Infrared (IR) microspectroscopy combined with a quartz crystal microbalance (QCM) together with an original relative humidity (RH) control system has been developed for studying water adsorption on a collagen film. The adsorbed water weights measured by QCM are almost similar for wetting and drying processes at 28 ℃, indicating that the collagen film is close to the water adsorption/desorption equilibria. A broad OH + NH stretching band area (3000–3700 cm⁻¹) in the IR spectra of the collagen film increased linearly with the adsorbed weight until about 1.2 μg/8.0 μg dry collagen film at relative humidity (RH) = 40%, while at higher RH (60%, 80%), the band area deviates from the linear trend to the lower side, due to viscoelasticity and others.
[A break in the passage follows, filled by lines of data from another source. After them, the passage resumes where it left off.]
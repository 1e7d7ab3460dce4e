//! Post-parse fixes applied to every recovered batch. Never fails; each
//! anomaly becomes a log line and a best-effort repair.

use std::collections::HashSet;
use tracing::{debug, warn};

use super::subtask::{RawSubtask, Subtask, SubtaskBatch, SubtaskStatus};

#[derive(Debug, Clone, Copy, PartialEq, Eq)]
pub enum DropReason {
    SelfReference,
    OutOfRange,
}

#[derive(Debug, Clone, PartialEq, Eq)]
pub struct DroppedDependency {
    pub subtask_id: u32,
    pub dependency: i64,
    pub reason: DropReason,
}

/// What the correction pass changed
#[derive(Debug, Clone, Default, PartialEq, Eq)]
pub struct CorrectionReport {
    /// (declared id, assigned id)
    pub renumbered: Vec<(i64, u32)>,
    pub dropped_dependencies: Vec<DroppedDependency>,
    /// Trailing subtasks discarded because the id space ran out
    pub dropped_subtasks: usize,
    /// (expected, actual) when the model produced a different number of subtasks
    pub count_mismatch: Option<(usize, usize)>,
}

impl CorrectionReport {
    pub fn is_clean(&self) -> bool {
        self.renumbered.is_empty()
            && self.dropped_dependencies.is_empty()
            && self.dropped_subtasks == 0
            && self.count_mismatch.is_none()
    }
}

pub fn correct(
    mut raw: Vec<RawSubtask>,
    start_id: u32,
    expected_count: usize,
) -> (SubtaskBatch, CorrectionReport) {
    let mut report = CorrectionReport::default();

    // Sequential ids from start_id; stops at u32::MAX instead of wrapping
    let mut next = Some(start_id);
    let mut ids = Vec::with_capacity(raw.len());
    for item in &raw {
        let Some(id) = next else {
            break;
        };
        if item.id != i64::from(id) {
            warn!("Correcting subtask id {} -> {}", item.id, id);
            report.renumbered.push((item.id, id));
        }
        ids.push(id);
        next = id.checked_add(1);
    }

    if ids.len() < raw.len() {
        report.dropped_subtasks = raw.len() - ids.len();
        warn!(
            "Subtask ids exhausted at {}; dropping {} trailing subtasks",
            u32::MAX,
            report.dropped_subtasks
        );
        raw.truncate(ids.len());
    }

    let count = raw.len();
    let range_start = i64::from(start_id);
    let range_end = range_start + count as i64;

    let subtasks = raw
        .into_iter()
        .zip(ids)
        .map(|(item, id)| {
            if let Some(status) = item.status.as_deref() {
                if status != "pending" {
                    debug!("Subtask {} status '{}' reset to pending", id, status);
                }
            }

            let mut seen = HashSet::new();
            let mut dependencies = Vec::new();
            for dep in item.dependencies.unwrap_or_default() {
                let reason = if dep == i64::from(id) {
                    Some(DropReason::SelfReference)
                } else if dep < range_start || dep >= range_end {
                    Some(DropReason::OutOfRange)
                } else {
                    None
                };

                match reason {
                    Some(reason) => {
                        warn!(
                            "Dropping dependency {} from subtask {} ({:?}, valid range {}..{})",
                            dep, id, reason, range_start, range_end
                        );
                        report.dropped_dependencies.push(DroppedDependency {
                            subtask_id: id,
                            dependency: dep,
                            reason,
                        });
                    }
                    None => {
                        // In range, so it fits in u32
                        let dep = dep as u32;
                        if seen.insert(dep) {
                            dependencies.push(dep);
                        }
                    }
                }
            }

            Subtask {
                id,
                title: item.title,
                description: item.description,
                dependencies,
                details: item.details,
                status: SubtaskStatus::Pending,
                test_strategy: item.test_strategy,
            }
        })
        .collect::<Vec<_>>();

    if count != expected_count {
        warn!(
            "Expected {} subtasks but model produced {}; keeping all",
            expected_count, count
        );
        report.count_mismatch = Some((expected_count, count));
    }

    (SubtaskBatch { subtasks }, report)
}

#[cfg(test)]
mod tests {
    use super::*;

    fn raw(id: i64, deps: Option<Vec<i64>>) -> RawSubtask {
        RawSubtask {
            id,
            title: format!("Subtask {}", id),
            description: "A description long enough".to_string(),
            dependencies: deps,
            details: "Details that are long enough to pass".to_string(),
            status: Some("done".to_string()),
            test_strategy: None,
        }
    }

    #[test]
    fn test_clean_batch_untouched() {
        let (batch, report) = correct(
            vec![raw(1, Some(vec![])), raw(2, Some(vec![1])), raw(3, Some(vec![1, 2]))],
            1,
            3,
        );
        assert!(report.is_clean());
        assert_eq!(batch.ids(), vec![1, 2, 3]);
        assert_eq!(batch.subtasks[2].dependencies, vec![1, 2]);
    }

    #[test]
    fn test_status_forced_pending() {
        let (batch, _) = correct(vec![raw(1, None)], 1, 1);
        assert_eq!(batch.subtasks[0].status, SubtaskStatus::Pending);
        assert!(batch.subtasks[0].dependencies.is_empty());
    }

    #[test]
    fn test_renumbers_from_offset() {
        let (batch, report) =
            correct(vec![raw(1, None), raw(1, None), raw(9, None)], 4, 3);
        assert_eq!(batch.ids(), vec![4, 5, 6]);
        assert_eq!(report.renumbered, vec![(1, 4), (1, 5), (9, 6)]);
    }

    #[test]
    fn test_drops_self_and_out_of_range_dependencies() {
        let (batch, report) = correct(
            vec![
                raw(1, Some(vec![1, 2])),
                raw(2, Some(vec![0, 1, 1, 3, 99, -4])),
            ],
            1,
            2,
        );
        assert_eq!(batch.subtasks[0].dependencies, vec![2]);
        assert_eq!(batch.subtasks[1].dependencies, vec![1]);

        let reasons: Vec<_> = report
            .dropped_dependencies
            .iter()
            .map(|d| (d.subtask_id, d.dependency, d.reason))
            .collect();
        assert_eq!(
            reasons,
            vec![
                (1, 1, DropReason::SelfReference),
                (2, 0, DropReason::OutOfRange),
                (2, 3, DropReason::OutOfRange),
                (2, 99, DropReason::OutOfRange),
                (2, -4, DropReason::OutOfRange),
            ]
        );
    }

    #[test]
    fn test_count_mismatch_is_not_fatal() {
        let (batch, report) = correct(vec![raw(1, None), raw(2, None)], 1, 5);
        assert_eq!(batch.len(), 2);
        assert_eq!(report.count_mismatch, Some((5, 2)));
    }

    #[test]
    fn test_invariants_hold_for_arbitrary_ids() {
        // Pseudo-random ids and dependencies; output must stay unique and in range
        let mut seed: i64 = 17;
        let mut next = || {
            seed = (seed * 1103515245 + 12345) % 2147483648;
            seed % 13 - 3
        };

        for start_id in [1u32, 5, 40] {
            for n in 0..8usize {
                let items: Vec<_> = (0..n)
                    .map(|_| raw(next(), Some((0..4).map(|_| next()).collect())))
                    .collect();
                let (batch, _) = correct(items, start_id, n);

                let ids = batch.ids();
                let unique: HashSet<_> = ids.iter().collect();
                assert_eq!(unique.len(), ids.len());

                let end = start_id + n as u32;
                for s in &batch.subtasks {
                    assert!(s.id >= start_id && s.id < end);
                    for d in &s.dependencies {
                        assert_ne!(*d, s.id);
                        assert!(*d >= start_id && *d < end);
                    }
                }
            }
        }
    }

    #[test]
    fn test_last_id_is_assignable() {
        let (batch, report) = correct(vec![raw(1, Some(vec![1]))], u32::MAX, 1);
        assert_eq!(batch.ids(), vec![u32::MAX]);
        assert_eq!(report.renumbered, vec![(1, u32::MAX)]);
        assert_eq!(report.dropped_subtasks, 0);
    }

    #[test]
    fn test_id_space_exhausted_drops_tail() {
        let (batch, report) = correct(
            vec![raw(1, None), raw(2, Some(vec![1])), raw(3, None)],
            u32::MAX - 1,
            3,
        );
        assert_eq!(batch.ids(), vec![u32::MAX - 1, u32::MAX]);
        // 1 lies below the assigned range
        assert!(batch.subtasks[1].dependencies.is_empty());
        assert_eq!(report.dropped_subtasks, 1);
        assert_eq!(report.count_mismatch, Some((3, 2)));
        assert!(!report.is_clean());
    }
}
The OH + NH band can be simulated by four Gaussian components at 3440, 3330, 3210, and 3070 cm⁻¹ with the relatively constant band areas of 3330 and 3070 cm⁻¹ components due to amide A and B (NH) for increasing and decreasing RH. Bound water (3210 cm⁻¹ component: short H bond) constitutes around 70% of total water (3440 + 3210 cm⁻¹ band areas) at RH = 4.9% but decreases to 23% at RH = 80.3%, where free water (3440 cm⁻¹ component: long H bond) becomes dominant over 70%. The peak shifts of C=O stretching (Amide I) and N–H bending (Amide II) can be understood by increasing hydrogen bonding of water molecules (bound water) bound to peptides at lower RH. The higher wavenumber shifts of CH stretching can be due to the loose binding of water molecules (free water) to aliphatic chains on the collagen surface, especially at higher RH. The present combined QCM-IR method is useful for studying amounts and natures of water adsorbing on biomolecules.